The price of one-month euro/dollar options drifted down to 9.4% last Wednesday having traded at 9.6% the previous week while the greenback weakened to USD1.07 in the spot market, from USD1.05. The decline in vol counters traditional market movements, which see vols spike as the euro appreciates, noted a New York-based trader. One reason for the recent fall in vol lies in the slow pace of movements in the spot market. The presence of several large exotic options, which hold big stop losses at levels such as USD1.07 and USD1.08, has also served to stem any volatility increase, he added.
Much of the activity over the past week has been driven by players putting on out-of-the-money short-term trades with no directional activity. Hedge funds and bank proprietary desks have been the most active players, said the trader. Traders are predicting the euro is likely to jump to USD1.08 in the next fortnight, with vol on the currency pair likely to remain unchanged.

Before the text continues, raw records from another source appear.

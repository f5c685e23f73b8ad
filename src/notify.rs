//! Notification fanout
//!
//! Creates the durable notification record first, then pushes it over the
//! live channel if the recipient is connected. Failures here must never fail
//! the primary action, so everything is logged and swallowed.

use std::sync::Arc;

use crate::models::ServerEvent;
use crate::presence::PresenceRegistry;
use crate::store::Store;

pub struct Notifier {
    store: Arc<Store>,
    presence: Arc<PresenceRegistry>,
}

impl Notifier {
    pub fn new(store: Arc<Store>, presence: Arc<PresenceRegistry>) -> Self {
        Self { store, presence }
    }

    pub async fn notify(
        &self,
        user_id: &str,
        actor_id: &str,
        kind: &str,
        body: &str,
        link: Option<&str>,
    ) {
        match self.store.create_notification(user_id, actor_id, kind, body, link).await {
            Ok(notification) => {
                self.presence
                    .send_to_user(user_id, &ServerEvent::Notification(notification));
            }
            Err(e) => {
                tracing::warn!("Notification creation failed for user {}: {}", user_id, e);
            }
        }
    }
}
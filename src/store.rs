//! Database storage layer for the Pulse real-time core
//!
//! Conversations, messages and notifications live in SQLite. Set-valued
//! message columns (delivered-to, read-by, deleted-for, attachments) are JSON
//! text; receipt updates only ever append to the sets, which is what makes
//! receipt state monotonic.

use chrono::{DateTime, Utc};
use sqlx::{
    sqlite::{SqliteConnectOptions, SqlitePoolOptions},
    ConnectOptions, Pool, Sqlite,
};
use std::path::Path;
use std::str::FromStr;
use uuid::Uuid;

use crate::models::*;

pub struct Store {
    pool: Pool<Sqlite>,
}
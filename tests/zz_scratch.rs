use std::sync::Arc;
use std::time::Duration;
use pulse_rtm::calls::CallSignaling;
use pulse_rtm::models::*;
use pulse_rtm::notify::Notifier;
use pulse_rtm::presence::PresenceRegistry;
use pulse_rtm::store::Store;

#[tokio::test]
async fn scratch_repro() {
    let store = Arc::new(Store::in_memory().await.unwrap());
    let presence = Arc::new(PresenceRegistry::new());
    let notifier = Arc::new(Notifier::new(Arc::clone(&store), Arc::clone(&presence)));
    let signaling = Arc::new(CallSignaling::new(
        Arc::clone(&store),
        Arc::clone(&presence),
        notifier,
        Duration::from_millis(50),
    ));
    let conv = store.find_or_create_conversation("alice", "bob").await.unwrap();
    let cid = conv.conversation_id.clone();

    signaling.invite("alice", &cid, CallMedia::Video).await.unwrap();
    tokio::time::sleep(Duration::from_millis(300)).await;
    let msgs = store.messages_before(&cid, "alice", None, None, 50).await.unwrap();
    eprintln!("logs={}", msgs.iter().filter(|m| m.kind == MessageKind::Call).count());
    assert_eq!(msgs.iter().filter(|m| m.kind == MessageKind::Call).count(), 1);
}
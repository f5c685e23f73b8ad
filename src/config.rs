//! Configuration management for the Pulse real-time core

use serde::{Deserialize, Serialize};
use std::path::Path;
use tokio::fs;

#[derive(Debug, Clone, Serialize, Deserialize)]
pub struct Config {
    pub server: ServerConfig,
    pub storage: StorageConfig,
    pub delivery: DeliveryConfig,
    pub call: CallConfig,
}

#[derive(Debug, Clone, Serialize, Deserialize)]
pub struct ServerConfig {
    pub host: String,
    pub port: u16,
}

#[derive(Debug, Clone, Serialize, Deserialize)]
pub struct StorageConfig {
    pub database_path: String,
}

#[derive(Debug, Clone, Serialize, Deserialize)]
pub struct DeliveryConfig {
    /// How far back the reconciliation sweep looks for undelivered messages.
    pub sweep_lookback_hours: u64,
    /// Upper bound on messages reconciled per connection.
    pub sweep_batch_size: u32,
}

#[derive(Debug, Clone, Serialize, Deserialize)]
pub struct CallConfig {
    /// How long a callee has to answer before the call is marked missed.
    pub ring_timeout_seconds: u64,
}

impl Config {
    pub async fn load(path: &str) -> anyhow::Result<Self> {
        if Path::new(path).exists() {
            let content = fs::read_to_string(path).await?;
            let config: Config = toml::from_str(&content)?;
            Ok(config)
        } else {
            let config = Config::default();
            let content = toml::to_string_pretty(&config)?;
            fs::write(path, content).await?;
            tracing::info!("Created default config at {}", path);
            Ok(config)
        }
    }
}

impl Default for Config {
    fn default() -> Self {
        Self {
            server: ServerConfig {
                host: "0.0.0.0".to_string(),
                port: 9800,
            },
            storage: StorageConfig {
                database_path: "./data/pulse-rtm.db".to_string(),
            },
            delivery: DeliveryConfig {
                sweep_lookback_hours: 168, // 7 days
                sweep_batch_size: 200,
            },
            call: CallConfig {
                ring_timeout_seconds: 30,
            },
        }
    }
}
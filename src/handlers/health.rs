//! Health check handler

use axum::Json;

pub async fn health_check() -> Json<serde_json::Value> {
    Json(serde_json::json!({
        "status": "ok",
        "version": env!("CARGO_PKG_VERSION"),
    }))
}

Robert Lynch, currency strategist at BNP Paribas in New York, said the single European currency has been rising against the dollar at a rate of approximately one cent a week since the beginning of December, and USD1.08 is right at the top of the currency's upchannel. Movements in the currency pair have been predicated on dollar selling, more than on optimism on the euro, with increased anticipation of a war in Iraq also working against the greenback, he noted. The current pace of euro/dollar gains is unsustainable, with a correction due soon, predicted Lynch.